Con Macri no había simpatía. La relación venía contaminada desde Boca. Sobre todo desde aquella negociación salarial en la que, siendo capitán del equipo, lo llamó, por avaro, «el cartonero Báez». Maradona había vuelto al club de la mano de Antonio Alegre y Carlos Heller. Macri lo sacó.

Era el desenlace de una relación de muchos años. Mauricio, el hijo de don Franco, solía llevar a Maradona a la quinta Los Abrojos a jugar con sus amigos, allá por el año ’87. Así lo conocieron, entre otros, Gustavo Arribas, Sebastián Salaber, Diógenes Urquiza, el Turco Vázquez o Bobby Cristiani. Una de esas tardes, cayó por la quinta Alfonso Prat-Gay, para ver el partido. Tuvo suerte. Como uno del equipo se retrasó, Macri le hizo jugar el primer tiempo. Es posible que haya sido la mayor alegría que Macri le dio a Prat-Gay en su larguísima relación.

Maradona, en un partido organizado por Mauricio Macri en la quinta Los Abrojos, en los años 80
Maradona, en un partido organizado por Mauricio Macri en la quinta Los Abrojos, en los años 80

La peor relación de Maradona fue con el duhaldismo. Eduardo Duhalde se ganó un enemigo complicado desde que el responsable de drogadicción, Alberto Yaría, decidió escoger a Maradona como la imagen de lo que no se debe ser. Es curioso: Maradona venía del territorio de Duhalde.

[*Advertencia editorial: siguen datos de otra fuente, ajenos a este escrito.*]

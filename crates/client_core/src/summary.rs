//! Dashboard aggregates derived from the catalog.

use shared::{domain::UserId, protocol::Quote};

use crate::view::{self, SortKey};

#[derive(Debug, Clone, Copy, PartialEq, Eq)]
pub struct BoardSummary {
    pub total_quotes: usize,
    pub total_votes: u64,
    /// Quotes created by the current user; zero when no user is signed in.
    pub authored_by_user: usize,
}

pub fn summarize(quotes: &[Quote], current_user: Option<UserId>) -> BoardSummary {
    let total_votes = quotes.iter().map(|quote| u64::from(quote.votes)).sum();
    let authored_by_user = current_user
        .map(|user| {
            quotes
                .iter()
                .filter(|quote| quote.created_by == Some(user))
                .count()
        })
        .unwrap_or(0);
    BoardSummary {
        total_quotes: quotes.len(),
        total_votes,
        authored_by_user,
    }
}

/// Highest-voted quotes first, at most `limit` of them.
pub fn top_voted(quotes: &[Quote], limit: usize) -> Vec<Quote> {
    sorted_prefix(quotes, SortKey::Votes, limit)
}

/// Most recently created quotes first, at most `limit` of them.
pub fn most_recent(quotes: &[Quote], limit: usize) -> Vec<Quote> {
    sorted_prefix(quotes, SortKey::Date, limit)
}

fn sorted_prefix(quotes: &[Quote], key: SortKey, limit: usize) -> Vec<Quote> {
    let mut ordered: Vec<&Quote> = quotes.iter().collect();
    ordered.sort_by(|a, b| view::compare(a, b, key).reverse());
    ordered.into_iter().take(limit).cloned().collect()
}
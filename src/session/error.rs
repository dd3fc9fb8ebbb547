use thiserror::Error;

use super::SessionId;
use crate::transport::TransportError;

/// Errors raised at the session boundary.
///
/// Malformed protocol input never shows up here; it is logged and dropped
/// where it is found.
#[derive(Debug, Error)]
pub enum SessionError {
    #[error("A turn is already streaming in session {session}")]
    TurnInProgress { session: SessionId },

    #[error("Refusing to send an empty message")]
    EmptyMessage,

    #[error("Unknown session {session}")]
    UnknownSession { session: SessionId },

    #[error("Transport failed: {0}")]
    Transport(#[from] TransportError),
}
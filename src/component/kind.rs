//! Closed set of component kinds.

use std::fmt;

use serde_json::{Map, Value};

/// Every component kind the renderer knows how to draw.
#[derive(Debug, Clone, Copy, PartialEq, Eq, Hash)]
pub enum ComponentKind {
    // Layout
    Column,
    Row,
    Card,
    List,
    // Text & content
    Text,
    Icon,
    Image,
    Divider,
    Markdown,
    Quote,
    Figure,
    // Interactive
    Button,
    TextField,
    CheckBox,
    Slider,
    Tabs,
    Modal,
    Conditional,
    // Media
    Video,
    Audio,
    // Data display
    Chart,
    Table,
    Progress,
    Rating,
    Stat,
    MetricCard,
    // Feedback & status
    Badge,
    Avatar,
    Alert,
    TagList,
    // Process & timeline
    Steps,
    Timeline,
    Accordion,
    // E-commerce
    Price,
}

impl ComponentKind {
    /// Look up a kind by its wire name. Names are case-sensitive.
    pub fn from_name(name: &str) -> Option<Self> {
        let kind = match name {
            "Column" => Self::Column,
            "Row" => Self::Row,
            "Card" => Self::Card,
            "List" => Self::List,
            "Text" => Self::Text,
            "Icon" => Self::Icon,
            "Image" => Self::Image,
            "Divider" => Self::Divider,
            "Markdown" => Self::Markdown,
            "Quote" => Self::Quote,
            "Figure" => Self::Figure,
            "Button" => Self::Button,
            "TextField" => Self::TextField,
            "CheckBox" => Self::CheckBox,
            "Slider" => Self::Slider,
            "Tabs" => Self::Tabs,
            "Modal" => Self::Modal,
            "Conditional" => Self::Conditional,
            "Video" => Self::Video,
            "Audio" => Self::Audio,
            "Chart" => Self::Chart,
            "Table" => Self::Table,
            "Progress" => Self::Progress,
            "Rating" => Self::Rating,
            "Stat" => Self::Stat,
            "MetricCard" => Self::MetricCard,
            "Badge" => Self::Badge,
            "Avatar" => Self::Avatar,
            "Alert" => Self::Alert,
            "TagList" => Self::TagList,
            "Steps" => Self::Steps,
            "Timeline" => Self::Timeline,
            "Accordion" => Self::Accordion,
            "Price" => Self::Price,
            _ => return None,
        };
        Some(kind)
    }

    /// Wire name of this kind.
    pub fn as_str(&self) -> &'static str {
        match self {
            Self::Column => "Column",
            Self::Row => "Row",
            Self::Card => "Card",
            Self::List => "List",
            Self::Text => "Text",
            Self::Icon => "Icon",
            Self::Image => "Image",
            Self::Divider => "Divider",
            Self::Markdown => "Markdown",
            Self::Quote => "Quote",
            Self::Figure => "Figure",
            Self::Button => "Button",
            Self::TextField => "TextField",
            Self::CheckBox => "CheckBox",
            Self::Slider => "Slider",
            Self::Tabs => "Tabs",
            Self::Modal => "Modal",
            Self::Conditional => "Conditional",
            Self::Video => "Video",
            Self::Audio => "Audio",
            Self::Chart => "Chart",
            Self::Table => "Table",
            Self::Progress => "Progress",
            Self::Rating => "Rating",
            Self::Stat => "Stat",
            Self::MetricCard => "MetricCard",
            Self::Badge => "Badge",
            Self::Avatar => "Avatar",
            Self::Alert => "Alert",
            Self::TagList => "TagList",
            Self::Steps => "Steps",
            Self::Timeline => "Timeline",
            Self::Accordion => "Accordion",
            Self::Price => "Price",
        }
    }
}

impl fmt::Display for ComponentKind {
    fn fmt(&self, f: &mut fmt::Formatter<'_>) -> fmt::Result {
        f.write_str(self.as_str())
    }
}

/// Kind of a validated node.
///
/// Unrecognised kinds are kept as an explicit variant so the original
/// payload stays inspectable while the node renders as a placeholder.
#[derive(Debug, Clone, PartialEq)]
pub enum NodeKind {
    Known(ComponentKind),
    Unknown {
        kind: String,
        raw_properties: Map<String, Value>,
    },
}

impl NodeKind {
    /// The kind the renderer should draw. Unknown kinds render as `Text`.
    pub fn rendered_as(&self) -> ComponentKind {
        match self {
            NodeKind::Known(kind) => *kind,
            NodeKind::Unknown { .. } => ComponentKind::Text,
        }
    }

    pub fn is_unknown(&self) -> bool {
        matches!(self, NodeKind::Unknown { .. })
    }
}
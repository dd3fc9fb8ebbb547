//! Base trait for state in MVI architecture.

/// Marker trait for state objects.
///
/// States should be:
/// - Cloneable (snapshots are handed to readers)
/// - Self-contained (all data needed to render the view)
/// - Comparable (PartialEq for detecting changes)
pub trait UiState: Clone + PartialEq + Default + Send + 'static {}
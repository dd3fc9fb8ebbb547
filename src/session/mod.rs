//! Conversation turns and the store that owns their surfaces.

mod error;
mod id;
mod store;

pub use error::SessionError;
pub use id::SessionId;
pub use store::{RenderNotice, Session, SessionStore};
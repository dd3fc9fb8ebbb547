//! Resolution of literal and data-bound property values.

use serde_json::Value;

use super::path::get_at_path;

/// Resolve a property value against a data model.
///
/// `{literalString|literalNumber|literalBoolean: v}` resolves to `v`,
/// `{path: "/a/b"}` resolves to whatever the model holds at that path.
/// Anything else is not a bound value and resolves to `None`.
pub fn resolve_bound(value: &Value, model: &Value) -> Option<Value> {
    let object = value.as_object()?;

    for key in ["literalString", "literalNumber", "literalBoolean"] {
        if let Some(literal) = object.get(key) {
            return Some(literal.clone());
        }
    }

    let path = object.get("path")?.as_str()?;
    get_at_path(model, path).cloned()
}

Como con Gardel, su cuna fue motivo de disputa. Él recordaba que había nacido en el hospital Fiorito, de Lanús. Pero su casa quedaba en Lomas de Zamora. Con ese barrio hubo un trato complejo. Jorge Ossona, que estudió como nadie la sociología de la zona, observa lo siguiente: «Fiorito es fútbol. Y Maradona es fútbol. Es un mito del que los del barrio se sienten orgullosos». Sin embargo, el trato con Maradona-ser-humano es menos lineal. En la cancha de Don Goyo, en la que empezó a tocar la pelota, hoy hay un asentamiento. El club Bandera Roja, el club Los Gauchitos, están desconsolados. Aunque nunca recibieran nada de él. Maradona regresó a Fiorito de la mano de Verónica Ojeda. Pero a Fiorito Centro. No a su barrio. En 2015, visitó el lugar acompañando a Cristina Kirchner y Daniel Scioli para una inauguración de campaña. Dice Ossona: «Es como el peronismo en ese rincón del conurbano. Algo que se adora. Y algo que se ausenta».